So nobody could join the TF in the later stages of the War? They'd be shunted immediately into regular service?
 

1&12

LE
Recruitment straight into TF units was stopped at the end of 1915. A month or two later the TF soldiers choice of whether to opt in for overseas service was removed in that if he didn't volunteer for it he had to resign from the TF - and was then conscripted.
TF battalions had multiplied with the outbreak of war, men wanted to join their local unit but that would be oversubscribed so to keep the recruits coming the original, say, 4th (TF) battalion of a regiment would be redesignated the 1st/4th (TF) Bn, with multiples being formed - 2nd/4th (TF), 3rd/4th (TF) etc.
Some TF served overseas as complete units, other personnel were transferred to where they were needed in different regiments.
Apologies if I'm advising on egg sucking.
 
So nobody could join the TF in the later stages of the War?
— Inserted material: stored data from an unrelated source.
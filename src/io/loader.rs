//! Load payment schedules from `payment_date,amount` csv files

use csv::{ReaderBuilder, StringRecord, Trim};
use rust_decimal::Decimal;
use std::io::Read;
use std::path::Path;
use std::str::FromStr;

use crate::config::parse_date;
use crate::decimal::Money;
use crate::errors::{MortgageError, Result};
use crate::types::PaymentRecord;

/// parse an amount as written in a bank export, e.g. `£1,691.02`
pub fn parse_amount(value: &str) -> std::result::Result<Money, String> {
    let cleaned: String = value
        .trim()
        .trim_start_matches('£')
        .chars()
        .filter(|c| *c != ',')
        .collect();

    Decimal::from_str(cleaned.trim())
        .map(Money::from_decimal)
        .map_err(|e| format!("invalid amount '{}': {}", value, e))
}

/// Load all payments from a csv file
pub fn load_payments<P: AsRef<Path>>(path: P) -> Result<Vec<PaymentRecord>> {
    let path = path.as_ref();
    let file = std::fs::File::open(path)?;
    let payments = read_payments(file)?;
    log::info!("loaded {} payments from {}", payments.len(), path.display());
    Ok(payments)
}

/// Load payments from any reader (e.g., string buffer, network stream)
///
/// The first row is a header and is skipped whatever it says; columns are
/// taken by position. Rows come back in file order.
pub fn read_payments<R: Read>(reader: R) -> Result<Vec<PaymentRecord>> {
    let mut csv_reader = ReaderBuilder::new()
        .has_headers(true)
        .trim(Trim::All)
        .flexible(true)
        .from_reader(reader);
    let mut payments = Vec::new();

    for result in csv_reader.records() {
        let record = result?;
        if record.iter().all(|field| field.is_empty()) {
            continue;
        }
        payments.push(to_payment(&record)?);
    }

    Ok(payments)
}

fn to_payment(record: &StringRecord) -> Result<PaymentRecord> {
    let line = record.position().map(|p| p.line()).unwrap_or(0);
    let invalid = |message: String| MortgageError::InvalidRecord { line, message };

    if record.len() < 2 {
        return Err(invalid(format!(
            "expected payment_date and amount, got {} field(s)",
            record.len()
        )));
    }

    let effective_date = parse_date(&record[0]).map_err(|e| invalid(e.to_string()))?;
    let amount = parse_amount(&record[1]).map_err(invalid)?;

    Ok(PaymentRecord::new(effective_date, amount))
}
pub mod balance;
pub mod config;
pub mod decimal;
pub mod errors;
pub mod events;
pub mod interest;
pub mod io;
pub mod payments;
pub mod report;
pub mod types;

// re-export key types
pub use balance::{
    BalanceSchedule, BalanceSummary, DailyBalanceEngine, PaymentDayEngine, PaymentDayEntry,
    PaymentDaySchedule, ScheduleComparison,
};
pub use config::{
    parse_date, LoanConfiguration, LoanConfigurationBuilder, LoanSettings, DATE_FORMAT,
};
pub use decimal::{Money, Rate};
pub use errors::{MortgageError, Result};
pub use events::{Event, EventStore};
pub use interest::{AccrualEngine, DayCountConvention, RateSchedule, DAYS_IN_YEAR};
pub use io::{load_payments, read_payments};
pub use payments::{
    calculate_monthly_payment, AmortizationSchedule, OverpaymentComparison, OverpaymentSchedule,
    PaymentSchedule, ScheduledPayment,
};
pub use types::{DailyBalanceEntry, PaymentRecord, RateType};

// re-export external dependencies that users will need
pub use chrono;
pub use hourglass_rs::{SafeTimeProvider, TimeSource};
pub use rust_decimal::Decimal;
use chrono::{Months, NaiveDate};
use hourglass_rs::SafeTimeProvider;
use rust_decimal::Decimal;
use serde::{Deserialize, Serialize};
use std::path::Path;

use crate::decimal::{Money, Rate};
use crate::errors::{MortgageError, Result};
use crate::interest::DayCountConvention;

/// date format used by payment schedules and configuration files
pub const DATE_FORMAT: &str = "%d/%m/%Y";

/// parse a `DD/MM/YYYY` date
pub fn parse_date(value: &str) -> Result<NaiveDate> {
    NaiveDate::parse_from_str(value.trim(), DATE_FORMAT).map_err(|e| {
        MortgageError::configuration(format!(
            "invalid date '{}': {} (expected DD/MM/YYYY)",
            value, e
        ))
    })
}

/// immutable loan terms for a single simulation run
#[derive(Debug, Clone, PartialEq, Serialize, Deserialize)]
pub struct LoanConfiguration {
    pub principal: Money,
    pub fixed_rate: Option<Rate>,
    pub variable_rate: Option<Rate>,
    /// length of the fixed-rate period; variable applies afterwards
    pub fixed_tenure_years: Option<u32>,
    pub start_date: NaiveDate,
    pub tenure_years: u32,
    #[serde(default)]
    pub day_count: DayCountConvention,
}

impl LoanConfiguration {
    pub fn builder() -> LoanConfigurationBuilder {
        LoanConfigurationBuilder::new()
    }

    /// check the loan invariants
    pub fn validate(&self) -> Result<()> {
        if !self.principal.is_positive() {
            return Err(MortgageError::configuration(format!(
                "principal must be positive, got {}",
                self.principal
            )));
        }

        if self.tenure_years == 0 {
            return Err(MortgageError::configuration("tenure must be at least one year"));
        }

        if self.fixed_rate.is_none() && self.variable_rate.is_none() {
            return Err(MortgageError::configuration(
                "at least one of fixed rate or variable rate is required",
            ));
        }

        for rate in [self.fixed_rate, self.variable_rate].into_iter().flatten() {
            if rate.is_negative() {
                return Err(MortgageError::configuration(format!(
                    "interest rate must not be negative, got {}",
                    rate
                )));
            }
        }

        if let Some(fixed_years) = self.fixed_tenure_years {
            if fixed_years > self.tenure_years {
                return Err(MortgageError::configuration(format!(
                    "fixed period of {} years exceeds tenure of {} years",
                    fixed_years, self.tenure_years
                )));
            }
        }

        // the whole term has to land on a representable calendar date
        self.maturity_date()?;

        Ok(())
    }

    /// last calendar day covered by the tenure
    pub fn maturity_date(&self) -> Result<NaiveDate> {
        add_years(self.start_date, self.tenure_years)
    }

    /// first day of the variable-rate period, if a split is configured
    pub fn variable_start_date(&self) -> Result<Option<NaiveDate>> {
        match (self.fixed_rate, self.variable_rate, self.fixed_tenure_years) {
            (Some(_), Some(_), Some(years)) => add_years(self.start_date, years).map(Some),
            _ => Ok(None),
        }
    }

    /// saturates for tenures `validate` would reject
    pub fn tenure_months(&self) -> u32 {
        self.tenure_years.saturating_mul(12)
    }

    /// months charged at the fixed rate before switching to variable
    pub fn fixed_months(&self) -> u32 {
        match (self.fixed_rate, self.variable_rate) {
            (Some(_), None) => self.tenure_months(),
            (None, Some(_)) => 0,
            (Some(_), Some(_)) => self
                .fixed_tenure_years
                .map(|years| years.saturating_mul(12))
                .unwrap_or_else(|| self.tenure_months()),
            (None, None) => 0,
        }
    }

    /// read a json settings file using the mortgage tool's field names
    pub fn from_json_file(path: impl AsRef<Path>) -> Result<Self> {
        let contents = std::fs::read_to_string(path.as_ref())?;
        Self::from_json_str(&contents)
    }

    pub fn from_json_str(contents: &str) -> Result<Self> {
        let settings: LoanSettings = serde_json::from_str(contents)?;
        settings.into_configuration()
    }
}

fn add_years(date: NaiveDate, years: u32) -> Result<NaiveDate> {
    let out_of_range = || {
        MortgageError::date_arithmetic(format!("{} plus {} years is out of range", date, years))
    };
    let months = years.checked_mul(12).ok_or_else(out_of_range)?;
    date.checked_add_months(Months::new(months)).ok_or_else(out_of_range)
}

/// settings as written by a user: percentages and `DD/MM/YYYY` dates
#[derive(Debug, Clone, Deserialize)]
pub struct LoanSettings {
    pub loan_amount: Decimal,
    #[serde(default)]
    pub fixed_rate: Option<Decimal>,
    #[serde(default)]
    pub variable_rate: Option<Decimal>,
    #[serde(default)]
    pub fixed_tenure: Option<u32>,
    pub start_date: String,
    pub tenure: u32,
    #[serde(default)]
    pub day_count: DayCountConvention,
    /// path to the payment schedule csv, resolved by the caller
    #[serde(default)]
    pub payment_schedule: Option<String>,
}

impl LoanSettings {
    pub fn into_configuration(self) -> Result<LoanConfiguration> {
        let mut builder = LoanConfiguration::builder()
            .principal(Money::from_decimal(self.loan_amount))
            .start_date(parse_date(&self.start_date)?)
            .tenure_years(self.tenure)
            .day_count(self.day_count);

        if let Some(rate) = self.fixed_rate {
            builder = builder.fixed_rate(Rate::from_percent(rate));
        }
        if let Some(rate) = self.variable_rate {
            builder = builder.variable_rate(Rate::from_percent(rate));
        }
        if let Some(years) = self.fixed_tenure {
            builder = builder.fixed_tenure_years(years);
        }

        builder.build()
    }
}

/// builder for loan configurations
#[derive(Debug, Default)]
pub struct LoanConfigurationBuilder {
    principal: Option<Money>,
    fixed_rate: Option<Rate>,
    variable_rate: Option<Rate>,
    fixed_tenure_years: Option<u32>,
    start_date: Option<NaiveDate>,
    tenure_years: Option<u32>,
    day_count: DayCountConvention,
}

impl LoanConfigurationBuilder {
    pub fn new() -> Self {
        Self::default()
    }

    pub fn principal(mut self, amount: Money) -> Self {
        self.principal = Some(amount);
        self
    }

    pub fn fixed_rate(mut self, rate: Rate) -> Self {
        self.fixed_rate = Some(rate);
        self
    }

    pub fn variable_rate(mut self, rate: Rate) -> Self {
        self.variable_rate = Some(rate);
        self
    }

    pub fn fixed_tenure_years(mut self, years: u32) -> Self {
        self.fixed_tenure_years = Some(years);
        self
    }

    pub fn start_date(mut self, date: NaiveDate) -> Self {
        self.start_date = Some(date);
        self
    }

    pub fn tenure_years(mut self, years: u32) -> Self {
        self.tenure_years = Some(years);
        self
    }

    pub fn day_count(mut self, convention: DayCountConvention) -> Self {
        self.day_count = convention;
        self
    }

    /// build with the system clock supplying a missing start date
    pub fn build(self) -> Result<LoanConfiguration> {
        let time = SafeTimeProvider::new(hourglass_rs::TimeSource::System);
        self.build_with_time(&time)
    }

    /// build with an explicit time provider supplying a missing start date
    pub fn build_with_time(self, time_provider: &SafeTimeProvider) -> Result<LoanConfiguration> {
        let principal = self
            .principal
            .ok_or_else(|| MortgageError::configuration("loan amount required"))?;

        let tenure_years = self
            .tenure_years
            .ok_or_else(|| MortgageError::configuration("tenure required"))?;

        let start_date = self
            .start_date
            .unwrap_or_else(|| time_provider.now().date_naive());

        let config = LoanConfiguration {
            principal,
            fixed_rate: self.fixed_rate,
            variable_rate: self.variable_rate,
            fixed_tenure_years: self.fixed_tenure_years,
            start_date,
            tenure_years,
            day_count: self.day_count,
        };

        config.validate()?;
        Ok(config)
    }
}
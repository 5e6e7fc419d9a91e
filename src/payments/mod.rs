pub mod amortization;
pub mod overpayment;

use chrono::NaiveDate;

use crate::decimal::Money;
use crate::errors::{MortgageError, Result};
use crate::types::PaymentRecord;

pub use amortization::{calculate_monthly_payment, AmortizationSchedule, ScheduledPayment};
pub use overpayment::{OverpaymentComparison, OverpaymentSchedule};

/// validated, date-ordered payment sequence for one loan
#[derive(Debug, Clone, PartialEq)]
pub struct PaymentSchedule {
    records: Vec<PaymentRecord>,
}

impl PaymentSchedule {
    /// validate against the loan start and order by date
    ///
    /// The sort is stable, so payments sharing a date keep their input order.
    pub fn new(
        start_date: NaiveDate,
        records: impl IntoIterator<Item = PaymentRecord>,
    ) -> Result<Self> {
        let mut records: Vec<PaymentRecord> = records.into_iter().collect();

        for (index, record) in records.iter().enumerate() {
            if record.effective_date < start_date {
                return Err(MortgageError::schedule(format!(
                    "payment {} of {} dated {} falls before loan start {}",
                    index + 1,
                    record.amount,
                    record.effective_date,
                    start_date
                )));
            }
            if !record.amount.is_positive() {
                return Err(MortgageError::schedule(format!(
                    "payment {} dated {} has non-positive amount {}",
                    index + 1,
                    record.effective_date,
                    record.amount
                )));
            }
        }

        records.sort_by_key(|record| record.effective_date);

        Ok(Self { records })
    }

    pub fn records(&self) -> &[PaymentRecord] {
        &self.records
    }

    pub fn len(&self) -> usize {
        self.records.len()
    }

    pub fn is_empty(&self) -> bool {
        self.records.is_empty()
    }

    pub fn total(&self) -> Money {
        self.records.iter().map(|record| record.amount).sum()
    }

    pub fn cursor(&self) -> PaymentCursor<'_> {
        PaymentCursor {
            records: &self.records,
            position: 0,
        }
    }
}

/// walks a schedule forward one date at a time
#[derive(Debug)]
pub struct PaymentCursor<'a> {
    records: &'a [PaymentRecord],
    position: usize,
}

impl<'a> PaymentCursor<'a> {
    /// payments effective on `date`, in schedule order
    ///
    /// Dates must be visited in ascending order; records dated before `date`
    /// that were never visited are skipped.
    pub fn due_on(&mut self, date: NaiveDate) -> &'a [PaymentRecord] {
        let records = self.records;
        let dated = |position: usize| records.get(position).map(|r| r.effective_date);

        while matches!(dated(self.position), Some(d) if d < date) {
            self.position += 1;
        }

        let start = self.position;
        while dated(self.position) == Some(date) {
            self.position += 1;
        }

        &self.records[start..self.position]
    }

    /// payments not yet handed out
    pub fn remaining(&self) -> &'a [PaymentRecord] {
        &self.records[self.position..]
    }
}
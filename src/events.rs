use chrono::NaiveDate;
use serde::{Deserialize, Serialize};

use crate::decimal::{Money, Rate};
use crate::types::RateType;

/// notable moments in a balance simulation
#[derive(Debug, Clone, PartialEq, Serialize, Deserialize)]
pub enum Event {
    SimulationStarted {
        principal: Money,
        rate: Rate,
        rate_type: RateType,
        date: NaiveDate,
    },
    RateChanged {
        old_rate: Rate,
        new_rate: Rate,
        rate_type: RateType,
        date: NaiveDate,
    },
    PaymentApplied {
        amount: Money,
        balance_after: Money,
        date: NaiveDate,
    },
    /// payment larger than the outstanding balance
    OverpaymentAbsorbed {
        excess: Money,
        date: NaiveDate,
    },
    LoanPaidOff {
        total_interest: Money,
        date: NaiveDate,
    },
    TenureEnded {
        outstanding_balance: Money,
        date: NaiveDate,
    },
    /// payment dated after payoff or past the tenure horizon
    PaymentIgnored {
        amount: Money,
        date: NaiveDate,
    },
}

impl Event {
    pub fn date(&self) -> NaiveDate {
        match self {
            Event::SimulationStarted { date, .. }
            | Event::RateChanged { date, .. }
            | Event::PaymentApplied { date, .. }
            | Event::OverpaymentAbsorbed { date, .. }
            | Event::LoanPaidOff { date, .. }
            | Event::TenureEnded { date, .. }
            | Event::PaymentIgnored { date, .. } => *date,
        }
    }
}

/// event store for collecting events during a run
#[derive(Debug, Default, Clone)]
pub struct EventStore {
    events: Vec<Event>,
}

impl EventStore {
    pub fn new() -> Self {
        Self {
            events: Vec::new(),
        }
    }

    pub fn emit(&mut self, event: Event) {
        log::debug!("{:?}", event);
        self.events.push(event);
    }

    pub fn take_events(&mut self) -> Vec<Event> {
        std::mem::take(&mut self.events)
    }

    pub fn events(&self) -> &[Event] {
        &self.events
    }
}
They'd be shunted immediately into regular service?

Yes.

. . . and, No. Coupled with a 'maybe'.

The Haldane Reform of 1907 brought together the various Militia and Volunteer units under one umbrella-the Territorial Force. But (much like the issues being confronted now with AR), the TF was never fully subscribed which led to the bulk of new equipment going to the Regular (Field) Army simply because there were never enough 'Terriers' to be trained on and utilise the new equipment.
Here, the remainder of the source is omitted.